Tek taraflı olarak malullük ve ölüm aylığı bağlanmasında da diğer ülkede geçen süreler aylığı bağlayacak ülke mevzuatına göre birleştirilerek değerlendirilir. Diğer sözleşmeli ülke tarafından bir aylık bağlanmaz. Ancak, Fransa mevzuatına göre tek taraflı olarak bağlanan malullük aylığının, sigortalının malullük halının ortadan kalkması veya 60 yaşını doldurması nedeniyle yaşlılık aylığına dönüşmesi halinde, Türkiye’de geçen çalışmalara göre müstakil ya da kısmı aylık bağlanır.
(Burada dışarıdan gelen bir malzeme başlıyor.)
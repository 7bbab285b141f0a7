//! Broadcast a greeting once a second.
//!
//! Demonstrates the minimal driver lifecycle: open the port, push the
//! configured radio parameters with `init()`, then transmit.
//!
//! # Requirements
//!
//! - An RYLR896/RYLR998 module on a serial port
//! - The port path adjusted for your system (e.g., `/dev/ttyUSB0` on
//!   Linux, `COM3` on Windows)
//!
//! # Usage
//!
//! ```sh
//! cargo run -p rylr --example hello_world
//! ```

use std::time::Duration;

use rylr::RylrBuilder;

#[tokio::main]
async fn main() -> anyhow::Result<()> {
    tracing_subscriber::fmt::init();

    // Adjust this to match your system's serial port.
    let serial_port = "/dev/ttyUSB0";

    let driver = RylrBuilder::new().serial_port(serial_port).build().await?;
    driver.init().await?;

    println!("Broadcasting on {}. Ctrl-C to stop.", serial_port);
    loop {
        driver.send("Hello world!").await?;
        tokio::time::sleep(Duration::from_secs(1)).await;
    }
}
//! RylrBuilder -- fluent builder for constructing [`Rylr`] driver instances.
//!
//! Separates configuration from construction so that callers can choose the
//! serial port, initial radio parameters, receive-delivery mode, and
//! timeout policy before the reader task starts.
//!
//! # Example
//!
//! ```no_run
//! use rylr::RylrBuilder;
//!
//! # async fn example() -> rylr_core::Result<()> {
//! let driver = RylrBuilder::new()
//!     .serial_port("/dev/ttyUSB0")
//!     .frequency_mhz(868.1)
//!     .spreading_factor(9)
//!     .build()
//!     .await?;
//! driver.init().await?;
//! # Ok(())
//! # }
//! ```

use std::time::Duration;

use rylr_core::config::ModuleConfig;
use rylr_core::error::{Error, Result};
use rylr_core::transport::Transport;
use rylr_transport::SerialTransport;

use crate::driver::Rylr;
use crate::params;
use crate::receive::{Delivery, Mailbox, PacketHandler};

/// Fluent builder for [`Rylr`].
///
/// Defaults match a factory-fresh module: mailbox packet delivery, a one
/// second command timeout, and the radio parameters in
/// [`ModuleConfig::default`].
pub struct RylrBuilder {
    serial_port: Option<String>,
    config: ModuleConfig,
    command_timeout: Option<Duration>,
    handler: Option<Box<dyn PacketHandler>>,
}

impl RylrBuilder {
    pub fn new() -> Self {
        RylrBuilder {
            serial_port: None,
            config: ModuleConfig::default(),
            command_timeout: Some(Duration::from_secs(1)),
            handler: None,
        }
    }

    /// Set the serial port path (e.g. `/dev/ttyUSB0` or `COM3`).
    pub fn serial_port(mut self, port: &str) -> Self {
        self.serial_port = Some(port.to_string());
        self
    }

    /// Override the UART baud rate used to open the port (default 115 200).
    pub fn baud_rate(mut self, baud: u32) -> Self {
        self.config.baud_rate = baud;
        self
    }

    /// Initial carrier frequency in megahertz (default 915.0).
    ///
    /// Applied to the module by [`Rylr::init`].
    pub fn frequency_mhz(mut self, mhz: f64) -> Self {
        self.config.frequency_hz = (mhz * 1_000_000.0).round() as u64;
        self
    }

    /// Initial channel bandwidth in hertz (default 250 000).
    pub fn bandwidth(mut self, bandwidth_hz: u32) -> Self {
        self.config.bandwidth_hz = bandwidth_hz;
        self
    }

    /// Initial spreading factor (default 10).
    pub fn spreading_factor(mut self, sf: u8) -> Self {
        self.config.spreading_factor = sf;
        self
    }

    /// Initial coding rate in 4/x notation (default 8).
    pub fn coding_rate(mut self, cr: u8) -> Self {
        self.config.coding_rate = cr;
        self
    }

    /// Initial preamble length in symbols (default 4).
    pub fn preamble_length(mut self, preamble: u8) -> Self {
        self.config.preamble_length = preamble;
        self
    }

    /// Set the timeout for a single command/reply exchange (default 1s).
    pub fn command_timeout(mut self, timeout: Duration) -> Self {
        self.command_timeout = Some(timeout);
        self
    }

    /// Disable the command timeout entirely.
    ///
    /// A command whose reply never arrives then suspends forever, matching
    /// the module's original driver semantics. Use with care.
    pub fn no_command_timeout(mut self) -> Self {
        self.command_timeout = None;
        self
    }

    /// Deliver packets through a callback instead of the poll mailbox.
    ///
    /// The handler runs on the reader task for every decoded packet;
    /// [`Rylr::recv_packet`] becomes unavailable.
    pub fn on_packet(mut self, handler: impl PacketHandler) -> Self {
        self.handler = Some(Box::new(handler));
        self
    }

    /// Open the configured serial port and build the driver.
    pub async fn build(self) -> Result<Rylr> {
        let port = self.serial_port.clone().ok_or_else(|| {
            Error::InvalidParameter("serial_port is required to build".into())
        })?;
        let transport = SerialTransport::open(&port, self.config.baud_rate).await?;
        self.build_with_transport(Box::new(transport)).await
    }

    /// Build the driver with a caller-provided transport.
    ///
    /// This is the entry point for testing (pass a `MockTransport` from
    /// `rylr-test-harness`) and for advanced use cases where the caller
    /// manages the transport lifecycle directly.
    pub async fn build_with_transport(self, transport: Box<dyn Transport>) -> Result<Rylr> {
        // Catch an unrepresentable coding rate at build time rather than on
        // the first parameter command.
        params::coding_rate_wire(self.config.coding_rate)?;

        let delivery = match self.handler {
            Some(handler) => Delivery::Callback(handler),
            None => Delivery::Mailbox(Mailbox::new()),
        };

        Ok(Rylr::new(
            transport,
            self.config,
            self.command_timeout,
            delivery,
        ))
    }
}

impl Default for RylrBuilder {
    fn default() -> Self {
        Self::new()
    }
}

#[cfg(test)]
mod tests {
    use super::*;
    use rylr_test_harness::MockTransport;

    #[tokio::test]
    async fn build_without_serial_port_fails() {
        let result = RylrBuilder::new().build().await;
        assert!(matches!(result.unwrap_err(), Error::InvalidParameter(_)));
    }

    #[tokio::test]
    async fn build_rejects_unrepresentable_coding_rate() {
        let result = RylrBuilder::new()
            .coding_rate(2)
            .build_with_transport(Box::new(MockTransport::new()))
            .await;
        assert!(matches!(result.unwrap_err(), Error::InvalidParameter(_)));
    }

    #[tokio::test]
    async fn builder_overrides_reach_the_config() {
        let driver = RylrBuilder::new()
            .frequency_mhz(868.1)
            .bandwidth(125_000)
            .spreading_factor(9)
            .coding_rate(5)
            .preamble_length(6)
            .build_with_transport(Box::new(MockTransport::new()))
            .await
            .unwrap();

        let config = driver.config().await;
        assert_eq!(config.frequency_hz, 868_100_000);
        assert_eq!(config.bandwidth_hz, 125_000);
        assert_eq!(config.spreading_factor, 9);
        assert_eq!(config.coding_rate, 5);
        assert_eq!(config.preamble_length, 6);
    }
}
SORU 22- VATANDAŞLARIMIZIN SÖZLEŞMELİ ÜLKELERDE GEÇEN HİZMET SÜRELERİ ÜLKEMİZ MEVZUATINA GÖRE KISMI AYLIK HESABINDA NASIL DEĞERLENDİRİLİR ?

CEVAP 22- 23 ülke ile yürürlükte bulunan ikili sosyal güvenlik sözleşmelerine göre vatandaşlarımızın bu ülkelerde geçen çalışma süreleri, ülkemizde geçen çalışma süreleri ile birleştirilerek malullük, yaşlılık (emekli) ve ölüm (dul ve yetim) aylıklarının hesabında aşağıda belirtilen kurallar dahilinde değerlendirilir.

-Sigortalının Türkiye’deki çalışma süreleri ile birleştirilen sözleşmeli ülkede geçen çalışma sürelerine ait gün sayısı, aylığın hesabına esas aylık bağlama oranın tespitinde dikkate alınır.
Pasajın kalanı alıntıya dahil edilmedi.